-- WHAT THE TASK REQUIRES --
Write out exactly the lines from the start of the entries through the one that contains "use std::collections::BTreeMap;", including both.

-- THE DATA --
++++++++++++++++++++

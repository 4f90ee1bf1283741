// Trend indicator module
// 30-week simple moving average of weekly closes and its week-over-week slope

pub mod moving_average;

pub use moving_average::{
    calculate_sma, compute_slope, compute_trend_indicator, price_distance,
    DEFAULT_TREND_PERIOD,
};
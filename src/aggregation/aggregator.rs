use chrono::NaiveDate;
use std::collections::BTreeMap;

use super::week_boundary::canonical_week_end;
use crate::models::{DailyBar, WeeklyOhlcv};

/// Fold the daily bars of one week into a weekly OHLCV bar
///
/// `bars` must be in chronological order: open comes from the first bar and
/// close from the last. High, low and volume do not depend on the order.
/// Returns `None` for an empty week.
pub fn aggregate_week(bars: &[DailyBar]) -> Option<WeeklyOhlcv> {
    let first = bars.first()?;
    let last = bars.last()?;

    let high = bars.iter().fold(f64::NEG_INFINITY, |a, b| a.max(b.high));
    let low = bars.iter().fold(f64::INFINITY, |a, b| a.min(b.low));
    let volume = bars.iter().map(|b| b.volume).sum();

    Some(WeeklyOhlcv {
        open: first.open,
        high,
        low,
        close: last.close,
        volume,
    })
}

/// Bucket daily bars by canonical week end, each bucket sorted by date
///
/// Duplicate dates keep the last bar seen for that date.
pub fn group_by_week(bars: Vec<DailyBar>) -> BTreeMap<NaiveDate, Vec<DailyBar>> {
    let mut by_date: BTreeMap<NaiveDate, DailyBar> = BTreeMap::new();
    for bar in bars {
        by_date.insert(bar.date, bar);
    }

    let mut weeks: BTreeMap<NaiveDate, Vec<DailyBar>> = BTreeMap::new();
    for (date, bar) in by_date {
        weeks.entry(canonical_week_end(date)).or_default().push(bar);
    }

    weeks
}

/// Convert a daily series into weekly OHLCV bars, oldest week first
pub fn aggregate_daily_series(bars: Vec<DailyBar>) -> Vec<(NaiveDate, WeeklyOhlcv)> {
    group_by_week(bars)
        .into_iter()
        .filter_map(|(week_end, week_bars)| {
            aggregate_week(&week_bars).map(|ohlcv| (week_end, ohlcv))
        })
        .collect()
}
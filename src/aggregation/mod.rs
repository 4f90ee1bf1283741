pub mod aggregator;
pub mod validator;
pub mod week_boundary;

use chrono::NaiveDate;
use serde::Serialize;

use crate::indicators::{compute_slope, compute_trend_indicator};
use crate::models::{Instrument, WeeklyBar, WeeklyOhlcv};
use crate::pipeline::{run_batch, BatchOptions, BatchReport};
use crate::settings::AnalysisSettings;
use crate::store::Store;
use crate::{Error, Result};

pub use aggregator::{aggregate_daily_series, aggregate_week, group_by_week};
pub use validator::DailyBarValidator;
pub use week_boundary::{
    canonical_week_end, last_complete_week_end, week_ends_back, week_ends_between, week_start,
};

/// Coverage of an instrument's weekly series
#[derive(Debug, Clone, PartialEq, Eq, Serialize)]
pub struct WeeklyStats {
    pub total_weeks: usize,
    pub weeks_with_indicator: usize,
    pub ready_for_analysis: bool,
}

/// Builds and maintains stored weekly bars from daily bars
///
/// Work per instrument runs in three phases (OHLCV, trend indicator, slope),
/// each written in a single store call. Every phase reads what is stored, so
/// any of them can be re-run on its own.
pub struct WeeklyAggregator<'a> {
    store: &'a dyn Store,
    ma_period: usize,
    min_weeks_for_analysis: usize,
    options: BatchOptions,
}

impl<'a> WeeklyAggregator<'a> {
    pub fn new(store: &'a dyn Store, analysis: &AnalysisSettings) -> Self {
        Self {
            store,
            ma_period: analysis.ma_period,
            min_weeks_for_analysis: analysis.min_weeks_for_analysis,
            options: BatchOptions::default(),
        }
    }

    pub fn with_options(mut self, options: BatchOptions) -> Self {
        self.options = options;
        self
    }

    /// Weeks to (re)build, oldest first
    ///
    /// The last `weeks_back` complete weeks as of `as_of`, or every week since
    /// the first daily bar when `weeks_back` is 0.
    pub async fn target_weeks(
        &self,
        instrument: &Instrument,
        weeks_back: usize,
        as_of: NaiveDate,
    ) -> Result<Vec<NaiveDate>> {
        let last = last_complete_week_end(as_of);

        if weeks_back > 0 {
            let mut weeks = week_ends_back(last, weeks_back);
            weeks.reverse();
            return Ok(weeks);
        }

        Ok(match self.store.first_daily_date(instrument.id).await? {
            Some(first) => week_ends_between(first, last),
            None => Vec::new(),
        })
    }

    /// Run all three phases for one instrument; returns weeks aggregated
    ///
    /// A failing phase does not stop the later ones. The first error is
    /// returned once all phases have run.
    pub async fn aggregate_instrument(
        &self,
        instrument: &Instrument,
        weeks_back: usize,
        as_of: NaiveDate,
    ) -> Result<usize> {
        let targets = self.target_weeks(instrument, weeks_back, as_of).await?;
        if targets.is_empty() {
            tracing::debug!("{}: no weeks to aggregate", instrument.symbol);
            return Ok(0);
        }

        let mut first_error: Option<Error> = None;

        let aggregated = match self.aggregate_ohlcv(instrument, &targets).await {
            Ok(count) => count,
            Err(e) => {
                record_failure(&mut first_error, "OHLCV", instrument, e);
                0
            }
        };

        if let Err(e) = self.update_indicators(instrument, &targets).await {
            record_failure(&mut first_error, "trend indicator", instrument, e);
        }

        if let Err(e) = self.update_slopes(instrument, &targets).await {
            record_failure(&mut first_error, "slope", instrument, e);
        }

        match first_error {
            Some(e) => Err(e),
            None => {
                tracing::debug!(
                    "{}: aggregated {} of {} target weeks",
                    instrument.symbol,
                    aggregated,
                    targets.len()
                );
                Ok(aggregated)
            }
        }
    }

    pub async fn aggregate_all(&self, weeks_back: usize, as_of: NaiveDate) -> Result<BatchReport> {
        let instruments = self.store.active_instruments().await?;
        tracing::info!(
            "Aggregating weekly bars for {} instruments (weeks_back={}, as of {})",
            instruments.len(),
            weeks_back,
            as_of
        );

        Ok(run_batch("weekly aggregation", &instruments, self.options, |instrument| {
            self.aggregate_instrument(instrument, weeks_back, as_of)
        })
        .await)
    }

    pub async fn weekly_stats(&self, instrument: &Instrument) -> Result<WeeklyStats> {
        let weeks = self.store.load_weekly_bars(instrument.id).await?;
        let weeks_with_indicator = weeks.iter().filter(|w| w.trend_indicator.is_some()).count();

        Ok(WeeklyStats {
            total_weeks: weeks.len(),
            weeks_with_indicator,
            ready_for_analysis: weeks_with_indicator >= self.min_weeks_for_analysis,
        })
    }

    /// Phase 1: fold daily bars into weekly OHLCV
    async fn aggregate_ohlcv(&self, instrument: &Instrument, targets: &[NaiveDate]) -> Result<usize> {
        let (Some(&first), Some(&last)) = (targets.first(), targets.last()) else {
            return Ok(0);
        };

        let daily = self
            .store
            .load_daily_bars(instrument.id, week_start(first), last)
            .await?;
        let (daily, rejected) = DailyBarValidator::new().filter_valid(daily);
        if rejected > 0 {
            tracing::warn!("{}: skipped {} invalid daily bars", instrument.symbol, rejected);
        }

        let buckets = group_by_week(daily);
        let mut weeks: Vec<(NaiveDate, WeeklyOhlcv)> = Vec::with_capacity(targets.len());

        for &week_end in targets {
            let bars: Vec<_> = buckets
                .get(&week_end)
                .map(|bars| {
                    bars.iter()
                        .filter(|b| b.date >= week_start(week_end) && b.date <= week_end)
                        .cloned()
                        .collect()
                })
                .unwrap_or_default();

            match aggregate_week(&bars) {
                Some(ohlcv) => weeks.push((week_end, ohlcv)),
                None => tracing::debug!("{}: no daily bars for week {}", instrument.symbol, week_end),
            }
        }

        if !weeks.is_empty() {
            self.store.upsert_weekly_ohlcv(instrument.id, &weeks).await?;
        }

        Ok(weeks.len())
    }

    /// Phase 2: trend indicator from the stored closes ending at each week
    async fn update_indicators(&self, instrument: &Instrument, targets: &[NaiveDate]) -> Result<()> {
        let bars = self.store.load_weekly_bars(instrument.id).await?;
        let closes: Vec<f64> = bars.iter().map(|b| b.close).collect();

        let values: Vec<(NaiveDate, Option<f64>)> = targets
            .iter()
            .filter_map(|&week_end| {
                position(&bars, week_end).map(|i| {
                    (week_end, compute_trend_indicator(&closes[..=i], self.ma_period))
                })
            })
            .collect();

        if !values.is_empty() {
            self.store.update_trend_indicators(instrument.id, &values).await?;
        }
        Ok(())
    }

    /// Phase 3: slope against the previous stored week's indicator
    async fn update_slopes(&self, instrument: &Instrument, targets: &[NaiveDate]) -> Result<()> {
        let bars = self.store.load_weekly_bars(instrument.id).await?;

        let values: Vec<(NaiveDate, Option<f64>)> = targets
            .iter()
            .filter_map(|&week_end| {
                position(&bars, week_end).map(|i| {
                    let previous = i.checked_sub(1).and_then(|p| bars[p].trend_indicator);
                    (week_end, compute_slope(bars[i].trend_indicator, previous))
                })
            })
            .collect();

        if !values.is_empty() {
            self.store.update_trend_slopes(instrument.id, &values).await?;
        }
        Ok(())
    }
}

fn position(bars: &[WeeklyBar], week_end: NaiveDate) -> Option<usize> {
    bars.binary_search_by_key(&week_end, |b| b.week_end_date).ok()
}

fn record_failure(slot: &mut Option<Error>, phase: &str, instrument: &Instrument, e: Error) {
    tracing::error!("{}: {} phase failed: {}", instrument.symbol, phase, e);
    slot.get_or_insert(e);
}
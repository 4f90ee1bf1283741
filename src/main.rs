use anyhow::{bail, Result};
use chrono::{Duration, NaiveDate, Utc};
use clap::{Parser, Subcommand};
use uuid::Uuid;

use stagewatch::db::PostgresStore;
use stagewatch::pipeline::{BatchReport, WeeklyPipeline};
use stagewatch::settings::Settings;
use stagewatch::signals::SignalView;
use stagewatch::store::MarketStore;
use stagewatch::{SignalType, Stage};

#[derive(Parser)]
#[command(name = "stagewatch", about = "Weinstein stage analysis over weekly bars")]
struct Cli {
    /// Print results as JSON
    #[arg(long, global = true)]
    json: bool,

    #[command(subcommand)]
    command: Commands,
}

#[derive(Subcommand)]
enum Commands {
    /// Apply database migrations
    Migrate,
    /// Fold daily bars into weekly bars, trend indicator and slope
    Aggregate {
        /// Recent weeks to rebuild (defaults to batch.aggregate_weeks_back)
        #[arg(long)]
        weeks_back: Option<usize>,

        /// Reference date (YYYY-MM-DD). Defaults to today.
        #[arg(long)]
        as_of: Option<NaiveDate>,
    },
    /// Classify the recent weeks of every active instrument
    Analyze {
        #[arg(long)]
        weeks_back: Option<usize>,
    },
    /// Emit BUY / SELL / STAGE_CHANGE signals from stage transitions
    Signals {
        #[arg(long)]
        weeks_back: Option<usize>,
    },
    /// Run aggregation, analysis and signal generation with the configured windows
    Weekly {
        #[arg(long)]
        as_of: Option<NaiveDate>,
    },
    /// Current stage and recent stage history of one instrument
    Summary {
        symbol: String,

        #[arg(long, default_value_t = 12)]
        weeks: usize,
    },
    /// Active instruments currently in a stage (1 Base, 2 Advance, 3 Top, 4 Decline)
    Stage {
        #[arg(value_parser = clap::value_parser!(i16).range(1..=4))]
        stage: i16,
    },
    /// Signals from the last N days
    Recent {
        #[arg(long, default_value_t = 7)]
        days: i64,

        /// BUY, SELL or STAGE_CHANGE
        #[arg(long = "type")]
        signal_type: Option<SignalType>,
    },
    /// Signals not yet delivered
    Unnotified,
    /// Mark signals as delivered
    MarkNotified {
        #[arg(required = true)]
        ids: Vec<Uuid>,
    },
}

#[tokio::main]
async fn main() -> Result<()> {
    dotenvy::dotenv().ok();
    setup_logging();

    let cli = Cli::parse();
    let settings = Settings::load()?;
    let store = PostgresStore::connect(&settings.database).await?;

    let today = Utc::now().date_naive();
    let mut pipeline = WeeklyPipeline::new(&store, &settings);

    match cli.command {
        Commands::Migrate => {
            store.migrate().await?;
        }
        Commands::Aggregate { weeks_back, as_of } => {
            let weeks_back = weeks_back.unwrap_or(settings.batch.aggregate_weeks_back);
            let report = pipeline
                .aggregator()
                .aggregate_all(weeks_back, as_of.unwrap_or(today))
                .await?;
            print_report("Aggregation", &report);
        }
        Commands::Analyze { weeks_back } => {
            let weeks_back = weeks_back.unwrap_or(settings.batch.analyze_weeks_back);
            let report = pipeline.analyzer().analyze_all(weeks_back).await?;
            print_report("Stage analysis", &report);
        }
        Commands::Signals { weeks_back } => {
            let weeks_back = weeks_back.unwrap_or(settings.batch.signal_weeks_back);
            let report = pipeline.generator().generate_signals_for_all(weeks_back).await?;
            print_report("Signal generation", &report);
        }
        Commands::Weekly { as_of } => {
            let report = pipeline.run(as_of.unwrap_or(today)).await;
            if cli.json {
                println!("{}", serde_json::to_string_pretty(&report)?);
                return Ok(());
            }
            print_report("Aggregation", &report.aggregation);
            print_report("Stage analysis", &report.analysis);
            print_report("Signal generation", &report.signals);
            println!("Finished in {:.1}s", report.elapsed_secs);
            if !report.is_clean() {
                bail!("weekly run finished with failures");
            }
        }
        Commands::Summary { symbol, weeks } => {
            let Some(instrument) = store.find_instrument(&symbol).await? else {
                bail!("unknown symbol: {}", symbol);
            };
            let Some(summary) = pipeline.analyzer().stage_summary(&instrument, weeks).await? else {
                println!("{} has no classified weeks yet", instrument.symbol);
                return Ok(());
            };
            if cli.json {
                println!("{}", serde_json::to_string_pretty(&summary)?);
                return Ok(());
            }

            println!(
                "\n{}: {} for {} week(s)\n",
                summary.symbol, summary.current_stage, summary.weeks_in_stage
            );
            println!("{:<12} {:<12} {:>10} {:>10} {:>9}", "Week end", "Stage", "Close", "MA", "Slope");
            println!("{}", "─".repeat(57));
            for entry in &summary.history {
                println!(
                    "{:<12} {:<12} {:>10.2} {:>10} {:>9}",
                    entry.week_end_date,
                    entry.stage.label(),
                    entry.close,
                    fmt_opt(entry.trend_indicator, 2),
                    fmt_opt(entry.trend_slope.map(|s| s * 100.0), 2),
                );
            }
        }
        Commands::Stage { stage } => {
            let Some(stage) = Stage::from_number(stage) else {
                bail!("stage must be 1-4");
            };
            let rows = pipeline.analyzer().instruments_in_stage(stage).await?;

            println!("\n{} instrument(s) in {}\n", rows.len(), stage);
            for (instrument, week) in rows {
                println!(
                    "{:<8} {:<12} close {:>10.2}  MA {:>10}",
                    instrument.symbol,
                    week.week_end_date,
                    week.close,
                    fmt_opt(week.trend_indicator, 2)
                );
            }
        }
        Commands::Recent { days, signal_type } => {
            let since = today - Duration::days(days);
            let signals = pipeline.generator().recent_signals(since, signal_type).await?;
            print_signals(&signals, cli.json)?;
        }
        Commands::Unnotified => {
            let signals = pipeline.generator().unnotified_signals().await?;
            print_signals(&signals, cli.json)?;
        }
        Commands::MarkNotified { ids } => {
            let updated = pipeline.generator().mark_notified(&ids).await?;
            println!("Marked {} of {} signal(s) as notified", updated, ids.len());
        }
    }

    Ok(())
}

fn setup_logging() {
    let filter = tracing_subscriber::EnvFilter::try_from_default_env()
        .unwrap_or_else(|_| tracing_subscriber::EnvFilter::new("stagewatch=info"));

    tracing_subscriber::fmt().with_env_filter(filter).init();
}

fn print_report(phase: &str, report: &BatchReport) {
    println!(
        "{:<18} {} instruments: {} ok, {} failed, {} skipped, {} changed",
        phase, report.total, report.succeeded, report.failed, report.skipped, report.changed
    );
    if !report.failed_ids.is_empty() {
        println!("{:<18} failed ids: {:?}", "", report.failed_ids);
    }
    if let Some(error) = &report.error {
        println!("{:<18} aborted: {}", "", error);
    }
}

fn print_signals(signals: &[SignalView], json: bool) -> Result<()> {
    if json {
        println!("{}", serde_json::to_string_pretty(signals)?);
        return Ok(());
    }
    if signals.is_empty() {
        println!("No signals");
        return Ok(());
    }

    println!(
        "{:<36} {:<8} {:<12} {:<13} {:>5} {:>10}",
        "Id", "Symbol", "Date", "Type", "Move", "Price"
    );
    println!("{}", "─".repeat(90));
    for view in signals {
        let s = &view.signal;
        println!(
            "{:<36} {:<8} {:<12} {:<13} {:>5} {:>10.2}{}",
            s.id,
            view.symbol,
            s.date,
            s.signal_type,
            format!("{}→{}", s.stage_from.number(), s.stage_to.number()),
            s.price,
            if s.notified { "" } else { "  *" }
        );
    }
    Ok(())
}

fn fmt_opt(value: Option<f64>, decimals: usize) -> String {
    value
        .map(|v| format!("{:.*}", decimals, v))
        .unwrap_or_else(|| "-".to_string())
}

++++++++++++++++++++

-- WRITTEN ANSWER --
repository 4f90ee1bf1283741
// Trend indicator module
// 30-week simple moving average of weekly closes and its week-over-week slope

pub mod moving_average;

pub use moving_average::{
    calculate_sma, compute_slope, compute_trend_indicator, price_distance,
    DEFAULT_TREND_PERIOD,
};
filename src/aggregation/aggregator.rs
use chrono::NaiveDate;
use std::collections::BTreeMap;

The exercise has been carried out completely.